针对机器文本检测器的攻击仍保留风格指纹

摘要

尽管机器文本检测器的发展取得了显著进展，但机器文本易于被操纵以规避检测的现象，引发了该问题本质上是难以解决的讨论。本研究探讨了此类规避策略的局限性。我们证明，尽管从提示工程到检测器引导优化等现有攻击手段能有效削弱标准检测器的性能，但它们无法消除机器文本底层的“风格指纹”特征。我们进一步表明，利用风格特征空间的少样本检测器对这些规避尝试具有鲁棒性，即使是针对为规避检测而明确调整过的模型生成的样本，也能可靠地识别。这引发了一个问题：风格是否构成了对抗机器检测攻击的普适性防御？我们通过引入一种新颖的重写方法，证明答案是“否”——该方法同时优化了不可检测性与对人类特定风格的遵循。研究表明，与先前方法不同，这种攻击手段能有效规避所有被考虑的检测器，包括那些利用写作风格的检测器。然而，我们发现这种规避并非绝对：随着可供分析的文档数量增加，人类文本与机器文本的分布再次变得可区分。总体而言，我们的发现表明，可靠的机器文本检测需要从单文档分析转向多文档分析。

English

Despite considerable progress in the development of machine-text detectors, the ease with which machine-text can be manipulated to evade detection has led to suggestions that the problem is inherently intractable. In this work, we investigate the limits of such evasion strategies.

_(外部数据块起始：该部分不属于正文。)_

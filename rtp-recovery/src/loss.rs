//! Loss tracking and Generic NACK generation
//!
//! Keeps a sliding window over the most recent extended sequence numbers,
//! counts packets that never arrived, and packs the missing ones into
//! RFC 4585 Generic NACK fields.

use crate::packet::Packet;
use bytes::{Buf, BufMut, Bytes, BytesMut};
use std::collections::VecDeque;
use tracing::trace;

/// Size of a Generic NACK field on the wire (PID + BLP)
pub const NACK_FIELD_SIZE: usize = 4;

/// Number of additional sequence numbers covered by a NACK bitmask
pub const NACK_MASK_BITS: u16 = 16;

/// Generic NACK field
///
/// `first_lost` is lost; bit `k` of `mask` set means `first_lost + k + 1`
/// is lost as well.
#[derive(Debug, Clone, Copy, PartialEq, Eq)]
pub struct NackField {
    /// First lost sequence number (PID)
    pub first_lost: u16,
    /// Bitmask of following lost packets (BLP)
    pub mask: u16,
}

impl NackField {
    /// Create a new NACK field
    pub fn new(first_lost: u16, mask: u16) -> Self {
        NackField { first_lost, mask }
    }

    /// Sequence numbers reported lost by this field, ascending
    pub fn lost_sequences(&self) -> impl Iterator<Item = u16> + '_ {
        std::iter::once(self.first_lost).chain(
            (0..NACK_MASK_BITS)
                .filter(move |bit| self.mask & (1 << bit) != 0)
                .map(move |bit| self.first_lost.wrapping_add(bit + 1)),
        )
    }

    /// Number of sequence numbers reported lost
    pub fn lost_count(&self) -> usize {
        1 + self.mask.count_ones() as usize
    }

    /// Serialize to bytes (network byte order)
    pub fn to_bytes(&self, buf: &mut BytesMut) {
        buf.put_u16(self.first_lost);
        buf.put_u16(self.mask);
    }

    /// Parse a single field
    pub fn from_bytes(bytes: &[u8]) -> Option<Self> {
        if bytes.len() < NACK_FIELD_SIZE {
            return None;
        }

        let mut buf = bytes;
        Some(NackField {
            first_lost: buf.get_u16(),
            mask: buf.get_u16(),
        })
    }

    /// Serialize a list of fields as Generic NACK FCI
    pub fn encode_all(fields: &[NackField]) -> Bytes {
        let mut buf = BytesMut::with_capacity(fields.len() * NACK_FIELD_SIZE);
        for field in fields {
            field.to_bytes(&mut buf);
        }
        buf.freeze()
    }

    /// Parse Generic NACK FCI; trailing partial fields are ignored
    pub fn decode_all(bytes: &[u8]) -> Vec<NackField> {
        bytes
            .chunks_exact(NACK_FIELD_SIZE)
            .filter_map(NackField::from_bytes)
            .collect()
    }
}

/// Sliding-window loss tracker
///
/// The window covers `[first, first + len)`; each slot holds the arrival time
/// of the packet at that position, or `None` if it has not arrived. The last
/// slot of the window always holds an arrived packet.
pub struct LossTracker {
    /// Maximum number of tracked positions
    size: usize,
    /// Extended sequence number of the first slot
    first: Option<u64>,
    /// Arrival times, one slot per position
    arrivals: VecDeque<Option<u64>>,
    /// Packets currently considered lost
    total: u64,
}

impl LossTracker {
    /// Create a tracker over the `size` most recent positions
    ///
    /// # Panics
    /// Panics if `size` is zero
    pub fn new(size: usize) -> Self {
        assert!(size > 0, "LossTracker window must hold at least one packet");

        LossTracker {
            size,
            first: None,
            arrivals: VecDeque::with_capacity(size),
            total: 0,
        }
    }

    /// Record an arrived packet, see [`LossTracker::add`]
    pub fn add_packet(&mut self, packet: &Packet) -> u16 {
        self.add(packet.ext_seq(), packet.arrival_ms)
    }

    /// Record the arrival of extended sequence `seq` at `arrival_ms`
    ///
    /// Returns the number of packets newly detected as lost by this arrival.
    /// Packets older than the window are ignored.
    pub fn add(&mut self, seq: u64, arrival_ms: u64) -> u16 {
        let first = *self.first.get_or_insert(seq);
        if seq < first {
            trace!(seq, first, "packet older than loss window");
            return 0;
        }

        let size = self.size as u64;
        let mut pos = seq - first;
        let mut lost: u64 = 0;

        if pos >= size {
            // Slide forward so that `seq` becomes the last slot
            let evict = pos + 1 - size;
            let tracked = self.arrivals.len() as u64;
            let drained = evict.min(tracked);
            self.arrivals.drain(..drained as usize);
            // Positions past the old window end were never counted
            lost += evict - drained;
            self.first = Some(first + evict);
            pos = size - 1;
        }

        let pos = pos as usize;
        if pos >= self.arrivals.len() {
            // Everything between the old end and this packet is missing
            let gap = pos - self.arrivals.len();
            self.arrivals.extend(std::iter::repeat(None).take(gap));
            self.arrivals.push_back(Some(arrival_ms));
            lost += gap as u64;
        } else if self.arrivals[pos].is_none() {
            // Late arrival fills a hole
            self.arrivals[pos] = Some(arrival_ms);
            self.total = self.total.saturating_sub(1);
        }

        self.total += lost;
        if lost > 0 {
            trace!(seq, lost, total = self.total, "loss detected");
        }
        u16::try_from(lost).unwrap_or(u16::MAX)
    }

    /// Build Generic NACK fields for every missing position in the window
    pub fn get_nacks(&self) -> Vec<NackField> {
        let mut nacks = Vec::new();
        let first = match self.first {
            Some(first) => first,
            None => return nacks,
        };

        let mut current: Option<NackField> = None;
        let mut bits = 0u16;

        for (i, arrival) in self.arrivals.iter().enumerate() {
            match current.as_mut() {
                Some(field) => {
                    if arrival.is_none() {
                        field.mask |= 1 << bits;
                    }
                    bits += 1;
                    if bits == NACK_MASK_BITS {
                        nacks.push(*field);
                        current = None;
                        bits = 0;
                    }
                }
                None if arrival.is_none() => {
                    current = Some(NackField::new((first + i as u64) as u16, 0));
                }
                None => {}
            }
        }

        if let Some(field) = current {
            nacks.push(field);
        }
        nacks
    }

    /// Packets currently considered lost
    pub fn total_lost(&self) -> u64 {
        self.total
    }

    /// Extended sequence number of the first tracked position
    pub fn first_seq(&self) -> Option<u64> {
        self.first
    }

    /// Number of tracked positions
    pub fn len(&self) -> usize {
        self.arrivals.len()
    }

    /// Check if nothing is tracked
    pub fn is_empty(&self) -> bool {
        self.arrivals.is_empty()
    }

    /// Window capacity
    pub fn size(&self) -> usize {
        self.size
    }

    /// Check if a tracked position has arrived
    pub fn is_received(&self, seq: u64) -> bool {
        match self.first {
            Some(first) if seq >= first => self
                .arrivals
                .get((seq - first) as usize)
                .map_or(false, Option::is_some),
            _ => false,
        }
    }

    /// Clear the window and the lost count
    pub fn reset(&mut self) {
        self.first = None;
        self.arrivals.clear();
        self.total = 0;
    }
}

We demonstrate that while current attacks, ranging from prompt engineering to detector-guided optimization can effectively degrade performance of standard detectors, they fail to erase the underlying stylistic "fingerprints" of machine text. We show that few-shot detectors that utilize the stylistic feature space are robust to these evasion attempts, reliably detecting samples even from models explicitly tuned to prevent detection. This raises the question: does style represent a universal defense against machine-detection attacks? We demonstrate that the answer is "no'' by introducing a novel paraphrasing approach that simultaneously optimizes for undetectability and adherence to specific human styles. We show that unlike prior methods, this attack effectively evades all considered detectors, including those that utilize writing style. However, we find that this evasion is not absolute: as the number of documents available for analysis grows, the human and machine distributions become distinguishable again. Overall, our findings suggest that reliable machine-text detection requires moving beyond single-document analysis to multi-document analysis.